Artwork through the ages
The findings of the team revealed that the ancient artwork in East Kalimantan was created over three distinct periods. The first phase, which dates from 52,000 to 40,000 years ago, includes hand stencils and reddish-orange ochre-drawn animals, mostly banteng (Bos javanicus), a type of wild cattle that still lives in Borneo, and the mysterious, unknown wild cow, according to Aubert.
A major shift in culture occurred around 20,000 years ago during the icy Last Glacial Maximum, resulting in a new style of rock art — one that focused on the human world. According to the researchers, the artists in this phase preferred a dark mulberry-purple color and painted hand stencils, abstract signs, and human-like figures wearing elaborate headdresses and engaging in various activities such as hunting or ritualistic dancing.
“We don’t know if these [various types of cave art] are from two different groups of humans or if they represent the evolution of a specific culture,” Aubert explained. “We intend to conduct archaeological excavations in those caves in order to learn more about these unknown artists.”
According to the researchers, the final phase of rock art includes humanlike figures, boats, and geometric designs that were mostly drawn with black pigments.
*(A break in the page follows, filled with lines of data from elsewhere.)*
use std::env;
use std::str::FromStr;
use std::time::Duration;

use crate::queue::redis_queue::DEFAULT_KEY_PREFIX;
use crate::queue::{Options, DEFAULT_MAX_RETRIES, DEFAULT_VISIBILITY_TIMEOUT};

/// Which queue backend to build at startup
#[derive(Debug, Clone, Copy, PartialEq, Eq)]
pub enum QueueBackend {
    /// In-process queue for development and single-replica deployments
    Memory,
    /// Shared Redis queue for multi-replica deployments
    Redis,
}

impl FromStr for QueueBackend {
    type Err = ConfigError;

    fn from_str(value: &str) -> Result<Self, Self::Err> {
        match value.trim().to_ascii_lowercase().as_str() {
            "memory" => Ok(Self::Memory),
            "redis" => Ok(Self::Redis),
            _ => Err(ConfigError::Invalid("ARENA_QUEUE_BACKEND")),
        }
    }
}

#[derive(Debug, Clone)]
pub struct Config {
    // Backend
    pub backend: QueueBackend,
    pub redis_url: Option<String>,
    pub key_prefix: String,

    // Queue options
    pub visibility_timeout: Duration,
    pub max_retries: u32,

    // Sweeper
    pub sweep_interval: Duration,

    // Observability
    pub metrics_enabled: bool,
}

impl Default for Config {
    fn default() -> Self {
        Self {
            backend: QueueBackend::Memory,
            redis_url: None,
            key_prefix: DEFAULT_KEY_PREFIX.to_string(),
            visibility_timeout: DEFAULT_VISIBILITY_TIMEOUT,
            max_retries: DEFAULT_MAX_RETRIES,
            sweep_interval: Duration::from_secs(30),
            metrics_enabled: true,
        }
    }
}

impl Config {
    /// Load configuration from environment variables
    pub fn from_env() -> Result<Self, ConfigError> {
        dotenvy::dotenv().ok(); // Load .env file if exists

        Self::from_lookup(|name| env::var(name).ok())
    }

    /// Build configuration from an arbitrary variable lookup
    pub fn from_lookup<F>(lookup: F) -> Result<Self, ConfigError>
    where
        F: Fn(&str) -> Option<String>,
    {
        let defaults = Self::default();

        let backend = match lookup("ARENA_QUEUE_BACKEND") {
            Some(value) => value.parse()?,
            None => defaults.backend,
        };

        let redis_url = lookup("REDIS_URL");
        if backend == QueueBackend::Redis && redis_url.is_none() {
            return Err(ConfigError::Missing("REDIS_URL"));
        }

        Ok(Self {
            backend,
            redis_url,
            key_prefix: lookup("ARENA_QUEUE_KEY_PREFIX").unwrap_or(defaults.key_prefix),
            visibility_timeout: parse_or(
                &lookup,
                "ARENA_QUEUE_VISIBILITY_TIMEOUT_SECS",
                defaults.visibility_timeout.as_secs(),
            )
            .map(Duration::from_secs)?,
            max_retries: parse_or(&lookup, "ARENA_QUEUE_MAX_RETRIES", defaults.max_retries)?,
            sweep_interval: parse_or(
                &lookup,
                "ARENA_SWEEP_INTERVAL_SECS",
                defaults.sweep_interval.as_secs(),
            )
            .map(Duration::from_secs)?,
            metrics_enabled: parse_or(&lookup, "ARENA_QUEUE_METRICS", defaults.metrics_enabled)?,
        })
    }

    /// Queue options derived from this configuration
    pub fn queue_options(&self) -> Options {
        Options::default()
            .with_visibility_timeout(self.visibility_timeout)
            .with_max_retries(self.max_retries)
    }
}

fn parse_or<F, T>(lookup: &F, name: &'static str, default: T) -> Result<T, ConfigError>
where
    F: Fn(&str) -> Option<String>,
    T: FromStr,
{
    match lookup(name) {
        Some(value) => value.trim().parse().map_err(|_| ConfigError::Invalid(name)),
        None => Ok(default),
    }
}

#[derive(Debug, thiserror::Error)]
pub enum ConfigError {
    #[error("Missing environment variable: {0}")]
    Missing(&'static str),

    #[error("Invalid environment variable: {0}")]
    Invalid(&'static str),
}
use serde::{Deserialize, Serialize};
use time::OffsetDateTime;
use uuid::Uuid;

/// Work item status enum
#[derive(Debug, Clone, Copy, PartialEq, Eq, Hash, Serialize, Deserialize)]
#[serde(rename_all = "snake_case")]
pub enum ItemStatus {
    /// Item is waiting in the job's pending sequence
    Pending,
    /// Item has been popped by a worker
    Processing,
    /// Item was acked
    Completed,
    /// Item exhausted its attempts
    Failed,
}

impl ItemStatus {
    pub const ALL: [ItemStatus; 4] = [
        Self::Pending,
        Self::Processing,
        Self::Completed,
        Self::Failed,
    ];

    pub fn is_terminal(&self) -> bool {
        matches!(self, Self::Completed | Self::Failed)
    }

    pub fn as_str(&self) -> &'static str {
        match self {
            Self::Pending => "pending",
            Self::Processing => "processing",
            Self::Completed => "completed",
            Self::Failed => "failed",
        }
    }

    pub fn parse(value: &str) -> Option<Self> {
        Self::ALL.into_iter().find(|status| status.as_str() == value)
    }
}

/// One unit of evaluation work: one scenario run against one provider
#[derive(Debug, Clone, PartialEq, Serialize, Deserialize)]
pub struct WorkItem {
    /// Unique item identifier (unique across all jobs)
    pub id: String,

    /// Owning job
    pub job_id: String,

    pub scenario_id: String,
    pub provider_id: String,

    /// Resolved bundle location, opaque to the queue
    pub bundle_url: String,

    /// Opaque configuration bytes
    pub config: Vec<u8>,

    /// Current status
    pub status: ItemStatus,

    /// Delivery counter, incremented on every pop
    pub attempt: u32,
    pub max_attempts: u32,

    /// Timestamps
    #[serde(with = "time::serde::rfc3339")]
    pub created_at: OffsetDateTime,
    #[serde(with = "time::serde::rfc3339::option")]
    pub started_at: Option<OffsetDateTime>,
    #[serde(with = "time::serde::rfc3339::option")]
    pub completed_at: Option<OffsetDateTime>,

    /// Last failure reason
    pub error: String,

    /// Opaque success payload
    pub result: Vec<u8>,
}

impl WorkItem {
    pub fn new(
        job_id: impl Into<String>,
        scenario_id: impl Into<String>,
        provider_id: impl Into<String>,
    ) -> Self {
        Self {
            id: Uuid::new_v4().to_string(),
            job_id: job_id.into(),
            scenario_id: scenario_id.into(),
            provider_id: provider_id.into(),
            bundle_url: String::new(),
            config: Vec::new(),
            status: ItemStatus::Pending,
            attempt: 0,
            max_attempts: 0,
            created_at: OffsetDateTime::now_utc(),
            started_at: None,
            completed_at: None,
            error: String::new(),
            result: Vec::new(),
        }
    }

    pub fn with_id(mut self, id: impl Into<String>) -> Self {
        self.id = id.into();
        self
    }

    pub fn with_bundle_url(mut self, bundle_url: impl Into<String>) -> Self {
        self.bundle_url = bundle_url.into();
        self
    }

    pub fn with_config(mut self, config: impl Into<Vec<u8>>) -> Self {
        self.config = config.into();
        self
    }

    /// Reset queue-owned fields as `push` does before storing the item
    pub(crate) fn prepare_for_push(&mut self, job_id: &str, max_attempts: u32) {
        self.job_id = job_id.to_string();
        self.status = ItemStatus::Pending;
        self.attempt = 0;
        self.max_attempts = max_attempts;
        self.started_at = None;
        self.completed_at = None;
        self.error.clear();
        self.result.clear();
    }

    pub fn has_attempts_left(&self) -> bool {
        self.attempt < self.max_attempts
    }
}

/// Progress summary computed over one job's items
#[derive(Debug, Clone, Default, PartialEq, Serialize, Deserialize)]
pub struct JobProgress {
    pub job_id: String,
    pub total: u64,
    pub pending: u64,
    pub processing: u64,
    pub completed: u64,
    pub failed: u64,
    /// First pop across all items
    #[serde(with = "time::serde::rfc3339::option")]
    pub started_at: Option<OffsetDateTime>,
    /// First time the job drained; only reported while it is complete
    #[serde(with = "time::serde::rfc3339::option")]
    pub completed_at: Option<OffsetDateTime>,
}

impl JobProgress {
    pub fn is_complete(&self) -> bool {
        self.pending == 0 && self.processing == 0
    }

    /// Percentage of finished items that completed successfully
    pub fn success_rate(&self) -> f64 {
        let finished = self.completed + self.failed;
        if finished == 0 {
            return 0.0;
        }
        self.completed as f64 / finished as f64 * 100.0
    }

    pub fn count(&self, status: ItemStatus) -> u64 {
        match status {
            ItemStatus::Pending => self.pending,
            ItemStatus::Processing => self.processing,
            ItemStatus::Completed => self.completed,
            ItemStatus::Failed => self.failed,
        }
    }
}

/// Order terminal items by completion time, ties broken by ID
pub(crate) fn sort_by_completion(items: &mut [WorkItem]) {
    items.sort_by(|a, b| {
        a.completed_at
            .cmp(&b.completed_at)
            .then_with(|| a.id.cmp(&b.id))
    });
}
use std::time::Duration;

use tokio::sync::watch;

use crate::error::{QueueError, QueueResult};
use crate::queue::RedisQueue;

/// Outcome of one sweep over every indexed job
#[derive(Debug, Clone, Copy, Default, PartialEq, Eq)]
pub struct SweepReport {
    pub jobs_scanned: usize,
    pub items_requeued: usize,
    pub jobs_retired: usize,
}

/// Periodically recovers items whose visibility timeout expired on the
/// shared backend and retires jobs that have finished.
pub struct Sweeper {
    queue: RedisQueue,
    interval: Duration,
}

impl Sweeper {
    pub fn new(queue: RedisQueue, interval: Duration) -> Self {
        Self { queue, interval }
    }

    pub fn interval(&self) -> Duration {
        self.interval
    }

    /// Run a single pass over all indexed jobs
    pub async fn sweep_once(&self) -> QueueResult<SweepReport> {
        let mut report = SweepReport::default();

        for job_id in self.queue.list_jobs().await? {
            report.jobs_scanned += 1;
            report.items_requeued += self.queue.requeue_timed_out_items(&job_id).await?;

            if self.queue.retire_job_if_complete(&job_id).await? {
                report.jobs_retired += 1;
            }
        }

        Ok(report)
    }

    /// Sweep every `interval` until `shutdown` flips to true or the queue closes
    pub async fn run(&self, mut shutdown: watch::Receiver<bool>) {
        let mut ticker = tokio::time::interval(self.interval);
        ticker.set_missed_tick_behavior(tokio::time::MissedTickBehavior::Delay);

        tracing::info!(interval_secs = self.interval.as_secs(), "Sweeper started");
        loop {
            tokio::select! {
                _ = ticker.tick() => {}
                changed = shutdown.changed() => {
                    // A dropped sender counts as shutdown
                    if changed.is_err() {
                        break;
                    }
                }
            }

            let stop_requested = *shutdown.borrow();
            if stop_requested {
                tracing::info!("Shutdown requested, exiting sweeper loop");
                break;
            }

            match self.sweep_once().await {
                Ok(report) => {
                    tracing::debug!(
                        jobs_scanned = report.jobs_scanned,
                        items_requeued = report.items_requeued,
                        jobs_retired = report.jobs_retired,
                        "Sweep finished"
                    );
                }
                Err(QueueError::QueueClosed) => {
                    tracing::info!("Queue closed, exiting sweeper loop");
                    break;
                }
                Err(e) => {
                    tracing::error!(error = %e, "Sweep failed");
                }
            }
        }
    }
}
This type of art is found throughout Indonesia and may have originated with Asian Neolithic farmers who moved into the region around 4,000 years ago or more recently, according to the researchers.
Borneo (Earth’s third-largest island) was on the easternmost edge of Eurasia during the last ice age.
“It now appears that two early cave art provinces arose at the same time in remote corners of Paleolithic Eurasia: one in Europe, and one at the opposite end of this ice age world,” said study co-researcher Adam Brumm, an associate professor of archaeology at Griffith University, in a statement.
According to Aubert, rock art may have spread from Eurasia to Sulawesi, where the babirusa drawing is found, before colonizing humans spread it further to places like Australia.
The new discovery adds to the evidence that “the earliest art consisted of large animals painted in a remarkably naturalistic style, with emphasis on the musculature and form of the animal’s body,” according to Susan O’Connor, an archaeology professor at Australian National University who was not involved in the research.
“The location of these ancient paintings of animals and hand stencils may mark the passage of the first modern humans as they moved through mainland Asia and out into the islands of Wallacea, lying between the mainland and continental Sahul (Australia and New Guinea, which were joined at this time,” O’Connor explained in an email to Live Science. “Art could have been used to mark and ‘humanize’ these new and unfamiliar landscapes.”
The newly discovered cave art fits the emerging picture of early humans. “Once they spread out across Eurasia, they developed, after about 40,000 years ago, the desire (or ability) to produce figurative art,” Christopher Henshilwood, director of the Centre for Early Sapiens Behaviour at the University of Bergen in Norway, who wasn’t involved with the study, told Live Science in an email. “This discovery in Indonesia adds to our understanding of the evolution of figurative art, possibly first in Asia, then in Europe and Africa.” (According to Henshilwood, Africa’s oldest figurative art dates back about 30,000 years to the Apollo 11 Cave in Namibia.)